What makes the Intelligent Mail barcode (IMb) so intelligent? It is the Service Type ID (STID), the three digits that bring an IMb to life. The other elements of the IMb are just identifiers – the STID makes the barcode DO something.
The IMb is really just a big number in a funny font – somewhere between 20 and 31 digits. It is made up of:
- The Barcode ID – the first two digits of the IMb value provides some basic identification of the mail piece. For letters it will most often be 00. For flats it may identify sort level. USPS may assign some values to identify a redirect piece. Don’t worry about these two digits.
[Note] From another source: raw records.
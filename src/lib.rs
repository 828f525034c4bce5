//! SRQL: a small query language for network monitoring data.
//!
//! ```text
//! source --lexer--> tokens --parser--> QueryNode --compiler--> Query --translator--> SQL / AQL
//! ```
//!
//! [`compile_str`] runs the first three stages in one call.

pub mod ast;
pub mod compiler;
pub mod config;
pub mod keywords;
pub mod lexer;
pub mod model;
pub mod parser;
pub mod token;
pub mod translator;

use thiserror::Error;

pub use compiler::{compile, CompileError, KeywordCategory};
pub use model::Query;
pub use parser::ParseError;

/// Any failure on the way from source text to a [`Query`].
#[derive(Debug, Clone, PartialEq, Eq, Error)]
pub enum SrqlError {
    #[error(transparent)]
    Parse(#[from] ParseError),
    #[error(transparent)]
    Compile(#[from] CompileError),
}

/// Parses and compiles one SRQL statement.
pub fn compile_str(input: &str) -> Result<Query, SrqlError> {
    let node = parser::parse(input)?;
    Ok(compile(&node)?)
}

#[cfg(test)]
mod tests {
    use super::*;
    use crate::model::{EntityType, QueryKind};

    #[test]
    fn test_compile_str() {
        let query = compile_str("count logs where level = 'error'").unwrap();
        assert_eq!(query.kind, QueryKind::Count);
        assert_eq!(query.entity, EntityType::Logs);
        assert_eq!(query.conditions.len(), 1);
    }

    #[test]
    fn test_compile_str_errors() {
        assert!(matches!(
            compile_str("show devices where"),
            Err(SrqlError::Parse(_))
        ));
        let err = compile_str("show routers").unwrap_err();
        assert!(matches!(err, SrqlError::Compile(_)));
        assert_eq!(err.to_string(), "unknown entity keyword \"routers\"");
    }
}
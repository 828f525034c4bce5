use anyhow::{Context, Result};
use rustyline::error::ReadlineError;
use rustyline::DefaultEditor;
use tracing::{debug, info};
use tracing_subscriber::EnvFilter;

use srql::config::TableMappingConfig;
use srql::token::Span;
use srql::translator::{AqlTranslator, SqlDialect, SqlTranslator, Translator};
use srql::{compile_str, SrqlError};

const DEFAULT_CONFIG: &str = "table_mapping.json";

/// 交互式命令行的一行输入
#[derive(Debug)]
enum Command {
    Quit,
    Dialect(SqlDialect),
    Query(String),
    Empty,
}

/// 解析一行输入, 反斜杠开头的是命令，其余是 SRQL 语句
fn parse_command(line: &str) -> Result<Command> {
    let line = line.trim();
    if line.is_empty() {
        return Ok(Command::Empty);
    }
    if line == "\\q" {
        return Ok(Command::Quit);
    }
    if let Some(rest) = line.strip_prefix("\\dialect") {
        let dialect = rest.trim().parse::<SqlDialect>()?;
        return Ok(Command::Dialect(dialect));
    }
    if line.starts_with('\\') {
        anyhow::bail!("unknown command {line:?}, try \\q or \\dialect <postgres|mysql|sqlite>");
    }
    Ok(Command::Query(line.trim_end_matches(';').to_string()))
}

/// 生成指向错误位置的标记行
///
/// Span 是字节偏移，缩进和宽度按字符计算，保证非 ASCII 输入下对齐。
fn caret_line(input: &str, span: Span) -> String {
    let indent = input
        .get(..span.start)
        .map_or(span.start, |prefix| prefix.chars().count());
    let width = input
        .get(span.start..span.end)
        .map_or(span.end.saturating_sub(span.start), |text| text.chars().count())
        .max(1);
    format!("{}{}", " ".repeat(indent), "^".repeat(width))
}

fn print_error(input: &str, err: &SrqlError) {
    println!("✗ {err}");
    if let SrqlError::Parse(parse_err) = err {
        if let Some(span) = parse_err.span {
            println!("  {input}");
            println!("  {}", caret_line(input, span));
        }
    }
}

fn run_query(input: &str, sql: &SqlTranslator, aql: &AqlTranslator) -> Result<()> {
    let query = match compile_str(input) {
        Ok(query) => query,
        Err(e) => {
            debug!(error = ?e, "statement rejected");
            print_error(input, &e);
            return Ok(());
        }
    };

    let json = serde_json::to_string_pretty(&query).context("cannot serialize query")?;
    println!("[query]\n{json}");
    println!("\n[sql: {}]\n{}", sql.dialect(), sql.translate(&query));
    println!("\n[aql]\n{}\n", aql.translate(&query));
    Ok(())
}

fn main() -> Result<()> {
    // 日志写到 stderr, 不和查询输出混在一起
    tracing_subscriber::fmt()
        .with_env_filter(EnvFilter::from_default_env())
        .with_writer(std::io::stderr)
        .init();

    let config_path = std::env::args()
        .nth(1)
        .unwrap_or_else(|| DEFAULT_CONFIG.to_string());
    let mapping = TableMappingConfig::load_or_default(&config_path);

    let mut sql = SqlTranslator::new(mapping.clone());
    let aql = AqlTranslator::new(mapping);

    let mut editor = DefaultEditor::new().context("cannot start line editor")?;
    println!("SRQL shell. \\q quits, \\dialect <postgres|mysql|sqlite> switches SQL output.");

    loop {
        let line = match editor.readline("srql> ") {
            Ok(line) => line,
            Err(ReadlineError::Interrupted | ReadlineError::Eof) => break,
            Err(e) => return Err(e).context("cannot read input"),
        };
        editor
            .add_history_entry(line.as_str())
            .context("cannot update history")?;

        match parse_command(&line) {
            Ok(Command::Quit) => break,
            Ok(Command::Empty) => {}
            Ok(Command::Dialect(dialect)) => {
                sql.set_dialect(dialect);
                info!(%dialect, "switched SQL dialect");
                println!("SQL dialect: {dialect}");
            }
            Ok(Command::Query(input)) => run_query(&input, &sql, &aql)?,
            Err(e) => println!("✗ {e}"),
        }
    }

    Ok(())
}
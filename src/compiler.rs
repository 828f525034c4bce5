//! Compiles a parse tree into the [`Query`] model.
//!
//! Every function here is pure: no state is kept between calls and nothing
//! is logged. Failures are returned as [`CompileError`].

use thiserror::Error;

use crate::ast::{
    ConditionNode, ExpressionNode, FieldNode, LiteralKind, LiteralNode, OrderByNode, QueryNode,
    StatementKeyword,
};
use crate::keywords;
use crate::model::{Condition, ConditionExpr, Direction, OrderByItem, Query, QueryKind, Value};

#[derive(Debug, Clone, PartialEq, Eq, Error)]
pub enum CompileError {
    /// A literal token that cannot be read as the value it claims to be.
    #[error("cannot read literal {token:?} as {expected_kind}")]
    LiteralCoercion {
        token: String,
        expected_kind: &'static str,
    },
    /// Keyword text that is not in the matching table.
    #[error("unknown {category} keyword {text:?}")]
    UnknownKeyword {
        category: KeywordCategory,
        text: String,
    },
}

#[derive(Debug, Clone, Copy, PartialEq, Eq)]
pub enum KeywordCategory {
    Entity,
    ComparisonOperator,
    LogicalOperator,
    Direction,
}

impl std::fmt::Display for KeywordCategory {
    fn fmt(&self, f: &mut std::fmt::Formatter<'_>) -> std::fmt::Result {
        f.write_str(match self {
            KeywordCategory::Entity => "entity",
            KeywordCategory::ComparisonOperator => "comparison operator",
            KeywordCategory::LogicalOperator => "logical operator",
            KeywordCategory::Direction => "sort direction",
        })
    }
}

/// Builds the query for one statement.
///
/// COUNT statements never pick up ordering, a limit or `LATEST`, even when
/// the node carries them.
pub fn compile(node: &QueryNode) -> Result<Query, CompileError> {
    let kind = match node.statement {
        StatementKeyword::Show => QueryKind::Show,
        StatementKeyword::Find => QueryKind::Find,
        StatementKeyword::Count => QueryKind::Count,
    };
    let entity = keywords::entity_type(&node.entity.text)?;
    let mut query = Query::new(kind, entity);

    if let Some(condition) = &node.condition {
        query.conditions = build_conditions(condition)?;
    }

    if kind != QueryKind::Count {
        query.order_by = node
            .order_by
            .iter()
            .map(build_order_by_item)
            .collect::<Result<_, _>>()?;
        query.limit = node.limit.as_ref().map(resolve_limit).transpose()?;
        query.latest = node.latest;
    }

    Ok(query)
}

/// Turns `expr (op expr)*` into a condition list.
///
/// The first condition has no logical operator; each later one carries the
/// operator written in front of it. Order is source order.
pub fn build_conditions(node: &ConditionNode) -> Result<Vec<Condition>, CompileError> {
    let mut conditions = Vec::with_capacity(node.rest.len() + 1);
    conditions.push(Condition::new(build_condition(&node.first)?));

    for (op, expr) in &node.rest {
        let logical_op = keywords::logical_operator(&op.text)?;
        conditions.push(Condition::new(build_condition(expr)?).with_logical_op(logical_op));
    }

    Ok(conditions)
}

/// Builds the predicate or group for one expression.
pub fn build_condition(node: &ExpressionNode) -> Result<ConditionExpr, CompileError> {
    let expr = match node {
        ExpressionNode::Comparison {
            field,
            operator,
            value,
        } => ConditionExpr::Comparison {
            field: resolve_field(field),
            operator: keywords::comparison_operator(&operator.text)?,
            value: coerce_literal(value)?,
        },
        ExpressionNode::In { field, values } => ConditionExpr::In {
            field: resolve_field(field),
            values: values.iter().map(coerce_literal).collect::<Result<_, _>>()?,
        },
        ExpressionNode::Contains { field, value } => {
            // Only quoted text is accepted, whatever the token claims.
            if value.kind != LiteralKind::String {
                return Err(coercion_error(value, LiteralKind::String.as_str()));
            }
            ConditionExpr::Contains {
                field: resolve_field(field),
                value: unquote(value)?.to_string(),
            }
        }
        ExpressionNode::Group(inner) => ConditionExpr::Group {
            conditions: build_conditions(inner)?,
        },
        ExpressionNode::Between { field, lower, upper } => ConditionExpr::Between {
            field: resolve_field(field),
            lower: coerce_literal(lower)?,
            upper: coerce_literal(upper)?,
        },
        ExpressionNode::NullCheck { field, negated } => ConditionExpr::Is {
            field: resolve_field(field),
            not_null: *negated,
        },
    };
    Ok(expr)
}

/// Canonical field name: `ip` stays `ip`, `Devices.ip` becomes `devices.ip`.
///
/// Only the entity qualifier is lower-cased.
pub fn resolve_field(field: &FieldNode) -> String {
    match &field.entity {
        None => field.identifiers.join("."),
        Some(entity) => {
            let mut parts = Vec::with_capacity(field.identifiers.len() + 1);
            parts.push(entity.to_lowercase());
            parts.extend(field.identifiers.iter().cloned());
            parts.join(".")
        }
    }
}

/// Converts a literal token to its typed value.
pub fn coerce_literal(literal: &LiteralNode) -> Result<Value, CompileError> {
    let text = literal.text.as_str();
    let value = match literal.kind {
        LiteralKind::String => Value::String(unquote(literal)?.to_string()),
        LiteralKind::Timestamp => Value::Timestamp(unquote(literal)?.to_string()),
        LiteralKind::Integer => Value::Integer(
            text.parse()
                .map_err(|_| coercion_error(literal, LiteralKind::Integer.as_str()))?,
        ),
        LiteralKind::Float => Value::Float(
            text.parse::<f64>()
                .ok()
                .filter(|f| f.is_finite())
                .ok_or_else(|| coercion_error(literal, LiteralKind::Float.as_str()))?,
        ),
        LiteralKind::Boolean => Value::Boolean(text.eq_ignore_ascii_case("true")),
        LiteralKind::IpAddress => Value::IpAddress(text.to_string()),
        LiteralKind::MacAddress => Value::MacAddress(text.to_string()),
    };
    Ok(value)
}

fn build_order_by_item(node: &OrderByNode) -> Result<OrderByItem, CompileError> {
    let direction = match &node.direction {
        Some(keyword) => keywords::direction(&keyword.text)?,
        None => Direction::Ascending,
    };
    Ok(OrderByItem {
        field: resolve_field(&node.field),
        direction,
    })
}

fn resolve_limit(literal: &LiteralNode) -> Result<u64, CompileError> {
    let expected = "non-negative integer";
    if literal.kind != LiteralKind::Integer {
        return Err(coercion_error(literal, expected));
    }
    literal
        .text
        .parse()
        .map_err(|_| coercion_error(literal, expected))
}

/// Strips exactly one quote character from each end. No escape decoding.
fn unquote(literal: &LiteralNode) -> Result<&str, CompileError> {
    let text = literal.text.as_str();
    let mut chars = text.chars();
    match (chars.next(), chars.next_back()) {
        (Some(open @ ('"' | '\'')), Some(close)) if open == close => Ok(chars.as_str()),
        _ => Err(coercion_error(literal, literal.kind.as_str())),
    }
}

fn coercion_error(literal: &LiteralNode, expected_kind: &'static str) -> CompileError {
    CompileError::LiteralCoercion {
        token: literal.text.clone(),
        expected_kind,
    }
}
//! 语法分析器产生、编译器消费的语法树
//!
//! 关键字和字面量保留源文本，转换为类型化的值由编译器负责。
//! 每个语法分支对应一个枚举变体，一个节点只描述一种语法形式。

use crate::token::Span;

/// AST 的根节点, 代表一个完整的 SRQL 语句
#[derive(Debug, Clone, PartialEq)]
pub struct QueryNode {
    pub statement: StatementKeyword,
    /// 语句关键字后面的实体名
    pub entity: KeywordNode,
    /// `WHERE` 子句
    pub condition: Option<ConditionNode>,
    /// `ORDER BY` 排序项, 没有该子句时为空
    pub order_by: Vec<OrderByNode>,
    /// `LIMIT` 后面的字面量
    pub limit: Option<LiteralNode>,
    /// 语句是否以 `LATEST` 修饰符结尾
    pub latest: bool,
    pub span: Span,
}

#[derive(Debug, Clone, Copy, PartialEq, Eq)]
pub enum StatementKeyword {
    Show,
    Find,
    Count,
}

/// 按原样保存的关键字或运算符, 例如：`DEVICES`, `<>`, `or`
#[derive(Debug, Clone, PartialEq, Eq)]
pub struct KeywordNode {
    pub text: String,
    pub span: Span,
}

impl KeywordNode {
    pub fn new(text: impl Into<String>, span: Span) -> Self {
        Self { text: text.into(), span }
    }
}

/// `expr (AND|OR expr)*`
///
/// 第一个表达式没有运算符, 之后的每个表达式都与它前面的逻辑关键字配对
#[derive(Debug, Clone, PartialEq)]
pub struct ConditionNode {
    pub first: ExpressionNode,
    pub rest: Vec<(KeywordNode, ExpressionNode)>,
}

/// 条件列表中的一个表达式
#[derive(Debug, Clone, PartialEq)]
pub enum ExpressionNode {
    /// `field op value`
    Comparison {
        field: FieldNode,
        operator: KeywordNode,
        value: LiteralNode,
    },
    /// `field IN (v1, v2, ...)`
    In {
        field: FieldNode,
        values: Vec<LiteralNode>,
    },
    /// `field CONTAINS "text"`
    Contains {
        field: FieldNode,
        value: LiteralNode,
    },
    /// `( condition )`
    Group(Box<ConditionNode>),
    /// `field BETWEEN lower AND upper`
    Between {
        field: FieldNode,
        lower: LiteralNode,
        upper: LiteralNode,
    },
    /// `field IS [NOT] NULL`
    NullCheck { field: FieldNode, negated: bool },
}

/// 字段引用, 例如：`ip` 或 `devices.metadata.region`
#[derive(Debug, Clone, PartialEq, Eq)]
pub struct FieldNode {
    /// 第一个点号前的实体限定名, 保留原样
    pub entity: Option<String>,
    /// 按源顺序排列的标识符, 不会为空
    pub identifiers: Vec<String>,
    pub span: Span,
}

impl FieldNode {
    pub fn bare(identifier: impl Into<String>, span: Span) -> Self {
        Self {
            entity: None,
            identifiers: vec![identifier.into()],
            span,
        }
    }
}

/// 字面量 token 的词法类别
#[derive(Debug, Clone, Copy, PartialEq, Eq, Hash)]
pub enum LiteralKind {
    String,
    Timestamp,
    Integer,
    Float,
    Boolean,
    IpAddress,
    MacAddress,
}

impl LiteralKind {
    pub fn as_str(self) -> &'static str {
        match self {
            LiteralKind::String => "string",
            LiteralKind::Timestamp => "timestamp",
            LiteralKind::Integer => "integer",
            LiteralKind::Float => "float",
            LiteralKind::Boolean => "boolean",
            LiteralKind::IpAddress => "ip address",
            LiteralKind::MacAddress => "mac address",
        }
    }
}

/// 字面量 token, `text` 是包含引号的原始文本
#[derive(Debug, Clone, PartialEq, Eq)]
pub struct LiteralNode {
    pub kind: LiteralKind,
    pub text: String,
    pub span: Span,
}

impl LiteralNode {
    pub fn new(kind: LiteralKind, text: impl Into<String>, span: Span) -> Self {
        Self {
            kind,
            text: text.into(),
            span,
        }
    }
}

#[derive(Debug, Clone, PartialEq)]
pub struct OrderByNode {
    pub field: FieldNode,
    /// 写出时为 `ASC` 或 `DESC`
    pub direction: Option<KeywordNode>,
}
- The Service Type ID (STID) – Today’s subject – is the next three digits.
- The Mailer ID (MID) identifies who the mailer is and, generally, where to send data. It may be six or nine digits.
- The next six or nine digits are the serial number – these numbers in conjunction with the MID should uniquely identify the mail piece.
- Finally, the IMb ends with the routing code – the ZIP code and the Plus 4 value (if available) and the last two digits of the street address or delivery point…or not. An IMb may not have a routing code in some cases.
But all we care about today is the STID, the King of the IMb. The STID tells the Postal Service what they should do with the IMb and mail piece it is on, as well as a little about what kind of mail it is.
Here are some of the services that may be requested within the STID:
- Mail tracking data (IV-MTR) (or not)
- ACS data:
- OneCode, Full Service, or traditional
- Change Service, Address Service, Return Service
- Manual corrections
The STID also indicates some characteristics of the mail:
- Class of mail
- Marketing Mail
- Bound Printed Matter
- Priority Mail
- Political Mail (Candidate/Campaign mailings)
- Ballot Mail
- Outbound to voter
- Inbound from voter
- Return Mail
- Share Mail
Wow! That’s a lot of options for three little digits! Of course, there are many combinations of all of these. Some common STIDs:
- 270 – First-Class Mail – Full-Service with IV tracking, no ACS
- 271 – USPS Marketing Mail – Full-Service with IV tracking, no ACS
- 241 – First-Class Mail – Full-Service with IV tracking, and with ACS, Change Service, Option 2
- 231 – USPS Marketing Mail – Full-Service with IV tracking, and with ACS, Change Service, Option 2
Political mail has its own parallel set of STIDs. The functions are often identical, but simply identify the mail as political mail:
- 747 – First-Class Political Mail – Full-Service with IV tracking, no ACS
- 748 – USPS Political Marketing Mail – Full-Service with IV tracking, no ACS
- 768 – First-Class Political Mail – Full-Service with IV tracking, and with ACS, Change Service, Option 2
- 781 – USPS Political Marketing Mail – Full-Service with IV tracking, and with ACS, Change Service, Option 1
They are largely parallel, but not entirely. Some options may not be available for Political mail.
Ballot Mail, again, has its own set of STIDs, largely, but not entirely parallel.
Interestingly, other election mail – like official sample ballots or voter guides do NOT have their own set of STIDs. They just use the general STIDs.
Hoo boy! This stuff is hard to keep straight!
Here’s why you care about STIDs: Using the wrong STID can result in delayed mail – if for example you use a Marketing Mail STID on your First-Class Mail it may get slower handling. A political mail STID may get you faster delivery – the Postal Service hates to deliver political mail after the election. It’s embarrassing.
Worst of all, if you use a non-tracking STID on a piece of mail you want to track, and it won’t generate any scan data. Oh no! (We can fix that sometimes, but don’t tell anybody.)
STIDs can change, too. This past January the Postal Service released a slew of new political mail STIDs and forgot to make the tracking ones track. Even the Postal Service gets confused about these things.